Wednesday, May 23, 2012

Google App Engine issue on May 23 and 24,2012 - High latencies

This was not a problem with all sites hosted with google app engine. There were not that huge response when some one reported that the response time on some sites hosted on GAE is responding much slower than as usual , nearly 20-30 times slower . So this issue went as it is on May 23rd. When more people stated this issue, google started looking this seriously. So these are the issues
a)  Front end instance hours increased by 3 to 4 times
b) There were quata denilels for billing-enabled application - 403 Forbidden
c) 500 errors orother error codes with no explanation

Most of the users tried to analysis , is there anything fishy to there code, they changed there code to previous version , flush the cache memory and took help from paid python experts etc. No one was able to find the reason . The other sites hosted with same account have no issue. So it was really a hetic day for the developers. There were also some doubt as they release there new 1.6.6 release, is this issue because of that or not ? After 4hrs on public post google engineers started looking that issue.
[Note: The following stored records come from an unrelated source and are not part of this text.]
//! End-to-end session tests against scripted fake CLI processes

mod common;

use agentpipe::{Agent, AgentError, CallbackRegistry, ConnectOptions};
use common::fake_cli;
use serde_json::Value;
use std::sync::{Arc, Mutex};

/// Responds to every user turn with one assistant frame and a result frame
const HELLO_SCRIPT: &str = r#"
while read -r line; do
  printf '%s\n' '{"type":"assistant","message":{"content":[{"type":"text","text":"Hello, world"}]},"session_id":"sess-1"}'
  printf '%s\n' '{"type":"result","subtype":"success","session_id":"sess-1"}'
done
"#;

#[tokio::test]
async fn ask_returns_accumulated_response() {
    let fake = fake_cli(HELLO_SCRIPT);
    let mut agent = Agent::new(fake.config);

    agent.connect(ConnectOptions::new()).await.unwrap();
    assert!(agent.is_connected());

    let answer = agent.ask("say hello").await.unwrap();
    assert_eq!(answer.as_deref(), Some("Hello, world"));

    agent.close().await.unwrap();
}

#[tokio::test]
async fn sequential_asks_reuse_the_same_child() {
    let fake = fake_cli(HELLO_SCRIPT);
    let mut agent = Agent::new(fake.config);
    agent.connect(ConnectOptions::new()).await.unwrap();

    let first = agent.ask("one").await.unwrap();
    let second = agent.ask("two").await.unwrap();
    assert_eq!(first.as_deref(), Some("Hello, world"));
    assert_eq!(second.as_deref(), Some("Hello, world"));

    agent.close().await.unwrap();
}

#[tokio::test]
async fn session_key_is_captured_from_the_stream() {
    let fake = fake_cli(HELLO_SCRIPT);
    let mut agent = Agent::new(fake.config);
    agent.connect(ConnectOptions::new()).await.unwrap();
    assert!(agent.session_key().is_none());

    agent.ask("hello").await.unwrap();
    assert_eq!(agent.session_key(), Some("sess-1"));

    agent.close().await.unwrap();
}

#[tokio::test]
async fn error_frame_fails_the_ask_with_the_carried_message() {
    let fake = fake_cli(
        r#"
read -r line
printf '%s\n' '{"type":"error","message":"boom"}'
# Keep stdin open so the process does not exit before the ask resolves.
sleep 5
"#,
    );
    let mut agent = Agent::new(fake.config);
    agent.connect(ConnectOptions::new()).await.unwrap();

    match agent.ask("trigger").await {
        Err(AgentError::Terminal(message)) => assert_eq!(message, "boom"),
        other => panic!("expected a terminal error, got {other:?}"),
    }

    agent.close().await.unwrap();
}

#[tokio::test]
async fn stdout_closing_mid_response_is_premature_end_of_stream() {
    let fake = fake_cli(
        r#"
read -r line
printf '%s\n' '{"type":"assistant","message":{"content":"partial"}}'
exit 0
"#,
    );
    let mut agent = Agent::new(fake.config);
    agent.connect(ConnectOptions::new()).await.unwrap();

    assert!(matches!(
        agent.ask("hello").await,
        Err(AgentError::PrematureEndOfStream)
    ));

    agent.close().await.unwrap();
}

#[tokio::test]
async fn startup_failure_surfaces_the_child_stderr() {
    let fake = fake_cli(
        r#"
echo "bad flags" >&2
exit 7
"#,
    );
    let mut agent = Agent::new(fake.config);

    match agent.connect(ConnectOptions::new()).await {
        Err(AgentError::Connection(message)) => {
            assert!(message.contains("failed to start"), "got: {message}");
            assert!(message.contains("bad flags"), "got: {message}");
        }
        other => panic!("expected a connection error, got {other:?}"),
    }
    assert!(!agent.is_connected());
}

#[tokio::test]
async fn blank_asks_never_reach_the_child() {
    let fake = fake_cli(
        r#"
while read -r line; do
  printf '%s\n' "$line" >> received.log
  printf '%s\n' '{"type":"result"}'
done
"#,
    );
    let sandbox = fake.config.sandbox_dir.clone();
    let mut agent = Agent::new(fake.config);
    agent.connect(ConnectOptions::new()).await.unwrap();

    assert!(agent.ask("").await.unwrap().is_none());
    assert!(agent.ask("   \n").await.unwrap().is_none());
    assert!(agent.ask("real").await.unwrap().is_some());

    agent.close().await.unwrap();

    // The child runs inside the sandbox, so received.log lands there.
    let received = std::fs::read_to_string(sandbox.join("received.log")).unwrap();
    assert_eq!(received.lines().count(), 1);
}

#[tokio::test]
async fn malformed_lines_and_stderr_noise_are_skipped() {
    let fake = fake_cli(
        r#"
read -r line
echo "warning: something minor" >&2
printf '%s\n' 'this is not json'
printf '%s\n' '{"type":"weird","payload":1}'
printf '%s\n' '{"type":"assistant","message":{"content":"fine"}}'
printf '%s\n' '{"type":"result"}'
sleep 5
"#,
    );
    let seen: Arc<Mutex<Vec<String>>> = Arc::new(Mutex::new(Vec::new()));
    let sink = Arc::clone(&seen);
    let registry = CallbackRegistry::new().on_named("types", move |event: &Value| {
        let kind = event
            .get("type")
            .and_then(Value::as_str)
            .unwrap_or("?")
            .to_string();
        sink.lock().unwrap().push(kind);
        Ok(())
    });

    let mut agent = Agent::with_observers(fake.config, registry);
    agent.connect(ConnectOptions::new()).await.unwrap();

    let answer = agent.ask("go").await.unwrap();
    assert_eq!(answer.as_deref(), Some("fine"));

    // Unrecognized frames still reach observers; malformed lines do not.
    let types = seen.lock().unwrap().clone();
    assert!(types.contains(&"weird".to_string()), "got: {types:?}");
    assert!(types.contains(&"assistant".to_string()), "got: {types:?}");
    assert!(types.contains(&"result".to_string()), "got: {types:?}");

    agent.close().await.unwrap();
}

#[tokio::test]
async fn connect_injects_the_prompt_handshake_for_fresh_sessions() {
    let fake = fake_cli(HELLO_SCRIPT);
    let prompt = "You are a terse assistant.";
    let mut agent = Agent::new(fake.config.with_system_prompt(prompt));
    agent.connect(ConnectOptions::new()).await.unwrap();

    let log = agent.event_log();
    assert_eq!(log.len(), 1);
    assert_eq!(log[0]["type"], "system");
    assert_eq!(log[0]["subtype"], "prompt");
    assert_eq!(log[0]["system_prompt"], prompt);
    assert!(log[0]["timestamp"].is_string());

    agent.close().await.unwrap();
}

#[tokio::test]
async fn resumed_sessions_skip_the_prompt_handshake() {
    let fake = fake_cli(HELLO_SCRIPT);
    let mut agent = Agent::new(fake.config);
    agent
        .connect(ConnectOptions::new().with_session_key("sess-9"))
        .await
        .unwrap();

    assert!(agent.event_log().is_empty());
    assert_eq!(agent.session_key(), Some("sess-9"));

    agent.close().await.unwrap();
}

#[tokio::test]
async fn double_connect_is_rejected() {
    let fake = fake_cli(HELLO_SCRIPT);
    let mut agent = Agent::new(fake.config);
    agent.connect(ConnectOptions::new()).await.unwrap();

    assert!(matches!(
        agent.connect(ConnectOptions::new()).await,
        Err(AgentError::Connection(_))
    ));

    agent.close().await.unwrap();
}

#[tokio::test]
async fn connect_after_close_is_rejected() {
    let fake = fake_cli(HELLO_SCRIPT);
    let mut agent = Agent::new(fake.config);
    agent.connect(ConnectOptions::new()).await.unwrap();
    agent.close().await.unwrap();

    assert!(matches!(
        agent.connect(ConnectOptions::new()).await,
        Err(AgentError::Closed)
    ));
}

#[tokio::test]
async fn child_dying_between_asks_fails_the_next_ask() {
    let fake = fake_cli(
        r#"
read -r line
printf '%s\n' '{"type":"result"}'
echo "giving up" >&2
exit 3
"#,
    );
    let mut agent = Agent::new(fake.config);
    agent.connect(ConnectOptions::new()).await.unwrap();

    agent.ask("first").await.unwrap();

    // Give the child time to exit before the next send.
    tokio::time::sleep(std::time::Duration::from_millis(150)).await;

    match agent.ask("second").await {
        Err(AgentError::Connection(message)) => {
            assert!(message.contains("died") || message.contains("has died"), "got: {message}");
        }
        other => panic!("expected a connection error, got {other:?}"),
    }

    agent.close().await.unwrap();
}

#[tokio::test]
async fn child_dying_mid_drain_is_a_connection_error() {
    // The backgrounded sleep inherits the pipes, so stdout never reaches
    // EOF; only the liveness check can notice the death.
    let fake = fake_cli(
        r#"
read -r line
sleep 10 &
exit 3
"#,
    );
    let mut agent = Agent::new(fake.config);
    agent.connect(ConnectOptions::new()).await.unwrap();

    match agent.ask("hello").await {
        Err(AgentError::Connection(message)) => {
            assert!(
                message.contains("died while reading response"),
                "got: {message}"
            );
        }
        other => panic!("expected a connection error, got {other:?}"),
    }

    agent.close().await.unwrap();
}

#[tokio::test]
async fn observer_failure_propagates_to_the_caller() {
    let fake = fake_cli(HELLO_SCRIPT);
    let registry = CallbackRegistry::new().on_named("faulty", |_event: &Value| {
        Err(AgentError::Observer("observer exploded".to_string()))
    });

    let mut agent = Agent::with_observers(fake.config, registry);

    // The handshake injection at connect already dispatches to observers.
    assert!(matches!(
        agent.connect(ConnectOptions::new()).await,
        Err(AgentError::Observer(_))
    ));
}

#[tokio::test]
async fn deltas_are_folded_into_the_response() {
    let fake = fake_cli(
        r#"
read -r line
printf '%s\n' '{"type":"content_block_delta","delta":{"text":"Hel"}}'
printf '%s\n' '{"type":"content_block_delta","delta":{"text":"lo"}}'
printf '%s\n' '{"type":"result"}'
sleep 5
"#,
    );
    let mut agent = Agent::new(fake.config);
    agent.connect(ConnectOptions::new()).await.unwrap();

    let answer = agent.ask("stream it").await.unwrap();
    assert_eq!(answer.as_deref(), Some("Hello"));

    agent.close().await.unwrap();
}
Even after migrating the app to High Replication Datastore (HRD) , the problem still occurs. They thought that putting one massive object into memcache, this can make some issue. The developers stated playing with memcache , but no change. Ideally, the memcache service should have steady latencies, but unfortunately it is not as stable as  HRD. Finally at last after 15 hr , google engineer informed that "This seems related to an infrastructure issue that affected a small portion of python master slave application during the 166 rollout.A temporary workaround has been put in place and the reliability team is still investigating for a long term solution."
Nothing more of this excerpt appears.